__Material shown__.
>>>
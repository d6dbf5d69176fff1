//! Product records
//!
//! The stored form keeps the field names of the durable slot
//! (`name`, `barcode`, `id`, `visible`, `searchName`) so that an existing
//! catalog deserializes verbatim.

use serde::{Deserialize, Serialize};
use std::fmt::{self, Display, Formatter};
use uuid::Uuid;

/// Opaque product identifier
///
/// Generated once when a product is created and used as the only key for
/// lookup, update and delete. Stored ids are trusted as-is on hydration.
#[derive(Debug, Clone, PartialEq, Eq, PartialOrd, Ord, Hash, Serialize, Deserialize)]
#[serde(transparent)]
pub struct ProductId(String);

impl ProductId {
    /// Generate a fresh random id (UUID v4)
    #[inline]
    #[must_use]
    pub fn generate() -> Self {
        Self(Uuid::new_v4().to_string())
    }

    /// Wrap an existing id, e.g. one read back from storage or typed by a user
    #[inline]
    #[must_use]
    pub fn new(id: impl Into<String>) -> Self {
        Self(id.into())
    }

    /// Borrow the id as a string
    #[inline]
    #[must_use]
    pub fn as_str(&self) -> &str {
        &self.0
    }
}

impl Display for ProductId {
    fn fmt(&self, f: &mut Formatter<'_>) -> fmt::Result {
        f.write_str(&self.0)
    }
}

impl From<&str> for ProductId {
    fn from(id: &str) -> Self {
        Self::new(id)
    }
}

/// One entry of the seed source
///
/// Extra fields in the seed file are ignored.
#[derive(Debug, Clone, PartialEq, Eq, Serialize, Deserialize)]
pub struct SeedEntry {
    /// Display name
    pub name: String,
    /// Barcode payload
    pub barcode: String,
}

impl SeedEntry {
    /// Create seed entry
    #[inline]
    #[must_use]
    pub fn new(name: impl Into<String>, barcode: impl Into<String>) -> Self {
        Self {
            name: name.into(),
            barcode: barcode.into(),
        }
    }
}

/// A catalog product
///
/// Products are mutated in place (never replaced wholesale) so the id and
/// visibility survive a rename or recode.
#[derive(Debug, Clone, PartialEq, Eq, Serialize, Deserialize)]
pub struct Product {
    name: String,
    barcode: String,
    id: ProductId,
    visible: bool,
    #[serde(rename = "searchName", alias = "searchKey")]
    search_key: String,
}

impl Product {
    /// Create a visible product with a freshly generated id
    ///
    /// Inputs are taken as given; trimming belongs to the caller.
    #[must_use]
    pub fn new(name: impl Into<String>, barcode: impl Into<String>) -> Self {
        Self::with_id(ProductId::generate(), name, barcode)
    }

    /// Create a visible product with a known id
    #[must_use]
    pub fn with_id(id: ProductId, name: impl Into<String>, barcode: impl Into<String>) -> Self {
        let name = name.into();
        Self {
            search_key: name.to_lowercase(),
            name,
            barcode: barcode.into(),
            id,
            visible: true,
        }
    }

    /// Synthesize a product from a seed entry
    #[inline]
    #[must_use]
    pub fn from_seed(entry: SeedEntry) -> Self {
        Self::new(entry.name, entry.barcode)
    }

    /// Product id
    #[inline]
    #[must_use]
    pub fn id(&self) -> &ProductId {
        &self.id
    }

    /// Display name
    #[inline]
    #[must_use]
    pub fn name(&self) -> &str {
        &self.name
    }

    /// Barcode payload
    #[inline]
    #[must_use]
    pub fn barcode(&self) -> &str {
        &self.barcode
    }

    /// Lowercased name used for search
    #[inline]
    #[must_use]
    pub fn search_key(&self) -> &str {
        &self.search_key
    }

    /// Whether the product shows in browse mode
    #[inline]
    #[must_use]
    pub fn is_visible(&self) -> bool {
        self.visible
    }

    /// Replace the name and recompute the search key
    pub fn rename(&mut self, name: impl Into<String>) {
        self.name = name.into();
        self.search_key = self.name.to_lowercase();
    }

    /// Replace the barcode payload
    pub fn recode(&mut self, barcode: impl Into<String>) {
        self.barcode = barcode.into();
    }

    /// Flip visibility, returning the new state
    pub fn toggle_visibility(&mut self) -> bool {
        self.visible = !self.visible;
        self.visible
    }

    /// Set visibility explicitly
    pub fn set_visible(&mut self, visible: bool) {
        self.visible = visible;
    }

    /// Check the derived search key still matches the name
    ///
    /// Always true for products built through this type; a hand-edited
    /// storage slot can break it.
    #[inline]
    #[must_use]
    pub fn is_consistent(&self) -> bool {
        self.search_key == self.name.to_lowercase()
    }
}

#[cfg(test)]
mod tests {
    use super::*;
    use proptest::prelude::*;

    #[test]
    fn new_product_is_visible_with_derived_key() {
        let product = Product::new("Lait", "123");
        assert_eq!(product.name(), "Lait");
        assert_eq!(product.barcode(), "123");
        assert_eq!(product.search_key(), "lait");
        assert!(product.is_visible());
        assert!(!product.id().as_str().is_empty());
    }

    #[test]
    fn generated_ids_differ() {
        let a = Product::new("A", "1");
        let b = Product::new("A", "1");
        assert_ne!(a.id(), b.id());
    }

    #[test]
    fn rename_keeps_id_and_visibility() {
        let mut product = Product::new("Lait", "123");
        product.set_visible(false);
        let id = product.id().clone();

        product.rename("Lait Bio");

        assert_eq!(product.id(), &id);
        assert!(!product.is_visible());
        assert_eq!(product.search_key(), "lait bio");
    }

    #[test]
    fn toggle_returns_new_state() {
        let mut product = Product::new("Beurre", "456");
        assert!(!product.toggle_visibility());
        assert!(product.toggle_visibility());
    }

    #[test]
    fn serializes_with_stored_field_names() {
        let product = Product::with_id(ProductId::new("abc"), "Œufs", "789");
        let json = serde_json::to_value(&product).unwrap();

        assert_eq!(json["name"], "Œufs");
        assert_eq!(json["barcode"], "789");
        assert_eq!(json["id"], "abc");
        assert_eq!(json["visible"], true);
        assert_eq!(json["searchName"], "œufs");
    }

    #[test]
    fn accepts_search_key_alias() {
        let json = r#"{"name":"Pain","barcode":"1","id":"x","visible":false,"searchKey":"pain"}"#;
        let product: Product = serde_json::from_str(json).unwrap();
        assert_eq!(product.search_key(), "pain");
        assert!(!product.is_visible());
    }

    #[test]
    fn stored_key_is_trusted_verbatim() {
        let json = r#"{"name":"Pain","barcode":"1","id":"x","visible":true,"searchName":"stale"}"#;
        let product: Product = serde_json::from_str(json).unwrap();
        assert_eq!(product.search_key(), "stale");
        assert!(!product.is_consistent());
    }

    #[test]
    fn seed_entry_ignores_extra_fields() {
        let json = r#"{"name":"Lait","barcode":"123","category":"frais"}"#;
        let entry: SeedEntry = serde_json::from_str(json).unwrap();
        assert_eq!(entry, SeedEntry::new("Lait", "123"));
    }

    proptest! {
        #[test]
        fn search_key_follows_every_rename(names in proptest::collection::vec("\\PC{0,12}", 1..8)) {
            let mut product = Product::new("Start", "0");
            for name in names {
                product.rename(name.clone());
                prop_assert_eq!(product.search_key(), name.to_lowercase());
                prop_assert!(product.is_consistent());
            }
        }
    }
}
<<<
__How to complete this task__. From the listing above, return the lines starting at the one with "let name = name.into();" and ending at the one with "pub fn name(&self)", both kept, exactly as they appear and nothing more.

__Exercise result__.
        let name = name.into();
        Self {
            search_key: name.to_lowercase(),
            name,
            barcode: barcode.into(),
            id,
            visible: true,
        }
    }

    /// Synthesize a product from a seed entry
    #[inline]
    #[must_use]
    pub fn from_seed(entry: SeedEntry) -> Self {
        Self::new(entry.name, entry.barcode)
    }

    /// Product id
    #[inline]
    #[must_use]
    pub fn id(&self) -> &ProductId {
        &self.id
    }

    /// Display name
    #[inline]
    #[must_use]
    pub fn name(&self) -> &str {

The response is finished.